Coming Home & Growing Apart

Published

Dec 22, 2025

Topic

Thoughts

Hey there!

So, I came back to my hometown last week, and I had this overwhelming realization that hit me like a truck - I've outgrown this place. Completely. And all I can think about is going back to Bangalore.

Weird, right? This is the place I called home for 25 years of my life. Every corner has a memory, every street knows my name, and yet I felt like a guest in my own house.

Here's the thing about living independently for over a year - you unlearn so many things. Things you thought were absolutely normal for your entire life suddenly don't make sense anymore. The way you eat, sleep, spend your time, handle your emotions, deal with situations - everything shifts when you're on your own. And then you come back home, and you realize you can't just slip back into the old version of yourself.

It's not even about the big things. It's the little things that get you.

It's about having the freedom to eat at 11 PM without someone commenting on it. It's about choosing silence over unnecessary conversations. It's about not having to explain every single decision you make. It's about living life at your own pace, in your own way, without constant supervision or opinions.

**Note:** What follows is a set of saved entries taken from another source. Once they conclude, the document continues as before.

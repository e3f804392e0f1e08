// Copyright 2021-2025 Andrew Conway.
// This file is part of ConcreteSTV.
// ConcreteSTV is free software: you can redistribute it and/or modify it under the terms of the GNU Affero General Public License as published by the Free Software Foundation, either version 3 of the License, or (at your option) any later version.
// ConcreteSTV is distributed in the hope that it will be useful, but WITHOUT ANY WARRANTY; without even the implied warranty of MERCHANTABILITY or FITNESS FOR A PARTICULAR PURPOSE.  See the GNU Affero General Public License for more details.
// You should have received a copy of the GNU Affero General Public License along with ConcreteSTV.  If not, see <https://www.gnu.org/licenses/>.

//! Single winner STV (instant runoff) where ties for lowest candidate are not resolved by
//! any rule, but every possible resolution is followed. This lets one ask who could
//! possibly win, and what full orders of candidates could possibly come out, given the votes.
//!
//! ```
//! use stv_ties::ballot_metadata::{lettered_candidates, CandidateIndex};
//! use stv_ties::options::EnumerationOptions;
//! use stv_ties::profile::Profile;
//! use stv_ties::possible_rankings::possible_rankings;
//! use stv_ties::possible_winners::possible_winners;
//! let votes = vec!["1*0,1,2".parse().unwrap(),"1*1,2,0".parse().unwrap(),"1*2,0,1".parse().unwrap()];
//! let profile = Profile::new(lettered_candidates(3),votes).unwrap();
//! let options = EnumerationOptions::default();
//! let winners = possible_winners(&profile,&options).unwrap();
//! assert_eq!(3,winners.winners.len());
//! let rankings = possible_rankings(&profile,&options).unwrap();
//! assert_eq!(3,rankings.rankings.len());
//! assert_eq!("B > C > A",profile.describe_order(&rankings.rankings[0].order));
//! ```

pub mod ballot_metadata;
pub mod preference;
pub mod profile;
pub mod options;
pub mod round;
pub mod tie_tree;
pub mod possible_winners;
pub mod possible_rankings;
pub mod util;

Don't get me wrong - I love my family. But after living alone in Bangalore for 15 months, adjusting back feels like wearing a shirt that's two sizes too small. You can make it fit, but it's uncomfortable, and you're constantly aware of how restricted you feel.

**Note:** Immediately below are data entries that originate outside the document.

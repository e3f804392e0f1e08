// Copyright 2021-2025 Andrew Conway.
// This file is part of ConcreteSTV.
// ConcreteSTV is free software: you can redistribute it and/or modify it under the terms of the GNU Affero General Public License as published by the Free Software Foundation, either version 3 of the License, or (at your option) any later version.
// ConcreteSTV is distributed in the hope that it will be useful, but WITHOUT ANY WARRANTY; without even the implied warranty of MERCHANTABILITY or FITNESS FOR A PARTICULAR PURPOSE.  See the GNU Affero General Public License for more details.
// You should have received a copy of the GNU Affero General Public License along with ConcreteSTV.  If not, see <https://www.gnu.org/licenses/>.

//! Information about the contest, such as candidates.

use serde::{Serialize,Deserialize};
use std::fmt;
use std::num::ParseIntError;
use std::str::FromStr;

/// a candidate, referred to by position in the candidate list, 0 being first
#[derive(Clone, Copy, PartialEq, Eq, Hash, PartialOrd, Ord, Serialize, Deserialize)]
#[serde(transparent)]
pub struct CandidateIndex(pub usize);
// type alias really, don't want long display
impl fmt::Display for CandidateIndex {
    fn fmt(&self, f: &mut fmt::Formatter) -> fmt::Result { write!(f, "{}", self.0) }
}
// type alias really, don't want long display
impl fmt::Debug for CandidateIndex {
    fn fmt(&self, f: &mut fmt::Formatter) -> fmt::Result { write!(f, "#{}", self.0) }
}

impl FromStr for CandidateIndex {
    type Err = ParseIntError;
    fn from_str(s: &str) -> Result<Self, Self::Err> { Ok(CandidateIndex(s.trim().parse()?)) }
}

/// A number of candidates.
#[derive(Clone, Copy, PartialEq, Eq, Hash, PartialOrd, Ord, Serialize, Deserialize, Debug)]
#[serde(transparent)]
pub struct NumberOfCandidates(pub usize);

impl fmt::Display for NumberOfCandidates {
    fn fmt(&self, f: &mut fmt::Formatter) -> fmt::Result { write!(f, "{}", self.0) }
}

impl NumberOfCandidates {
    /// All the candidates, in index order.
    pub fn all(self) -> impl Iterator<Item=CandidateIndex> { (0..self.0).map(CandidateIndex) }
}

/// information about a candidate in the contest.
#[derive(Debug,Serialize,Deserialize,Clone,PartialEq,Eq)]
pub struct Candidate {
    pub name : String,
}

impl Candidate {
    pub fn from_name(name:&str) -> Self { Candidate{ name: name.to_string() } }
}

/// Make candidates "A", "B", ... for the first 26, then "C27", "C28" etc.
/// Useful for tests and synthetic profiles.
pub fn lettered_candidates(num_candidates:usize) -> Vec<Candidate> {
    (0..num_candidates).map(|i| if i<26 { Candidate::from_name(&((b'A'+i as u8) as char).to_string()) } else { Candidate{ name: format!("C{}",i+1) } }).collect()
}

And it's not just family. Coming back made me realize I've outgrown so many friendships too. People who were once a huge part of my life now feel like strangers. The conversations don't flow the same way. The interests have changed. The wavelengths don't match anymore. And that's okay, I guess? Growth means leaving some people and places behind, even if it feels a bit sad.

Then there's the whole freelancing and upskilling situation I'm navigating now. After leaving the 9-to-5 structure and diving into this uncertain, exciting, terrifying world of freelancing while learning UI/UX design, I'm dealing with a lot. New responsibilities, new anxieties, new freedoms. And being back home in the middle of all this change? It's a lot on the plate.

I think what's hitting me the most is this - I've changed. Drastically. In just 15 months, I've become someone I barely recognize when I look at the 25-year-old version of me. That Devika would have been okay with a lot of things this 26-year-old Devika absolutely cannot stand.

Ath pole thanne, there are habits I've dropped, boundaries I've set, standards I won't compromise on anymore. And coming back here makes all of that feel... challenged? Like I have to defend or explain why I'm different now.

The truth is, you can't go back once you've moved forward. You can't unsee what you've seen, unfeel what you've felt, or unlearn what you've learned. Growth is irreversible in that way.

So yes, I'm dealing with a lot of internal conflict right now. Part of me feels guilty for not feeling at home in the place that raised me. Part of me is proud of how much I've evolved. Part of me is exhausted from all the changes happening at once - leaving my job, starting to freelance, upskilling for a career transition, navigating this weird in-between phase of life. And part of me just wants to go back to Bangalore, to my space, my routine, my version of life.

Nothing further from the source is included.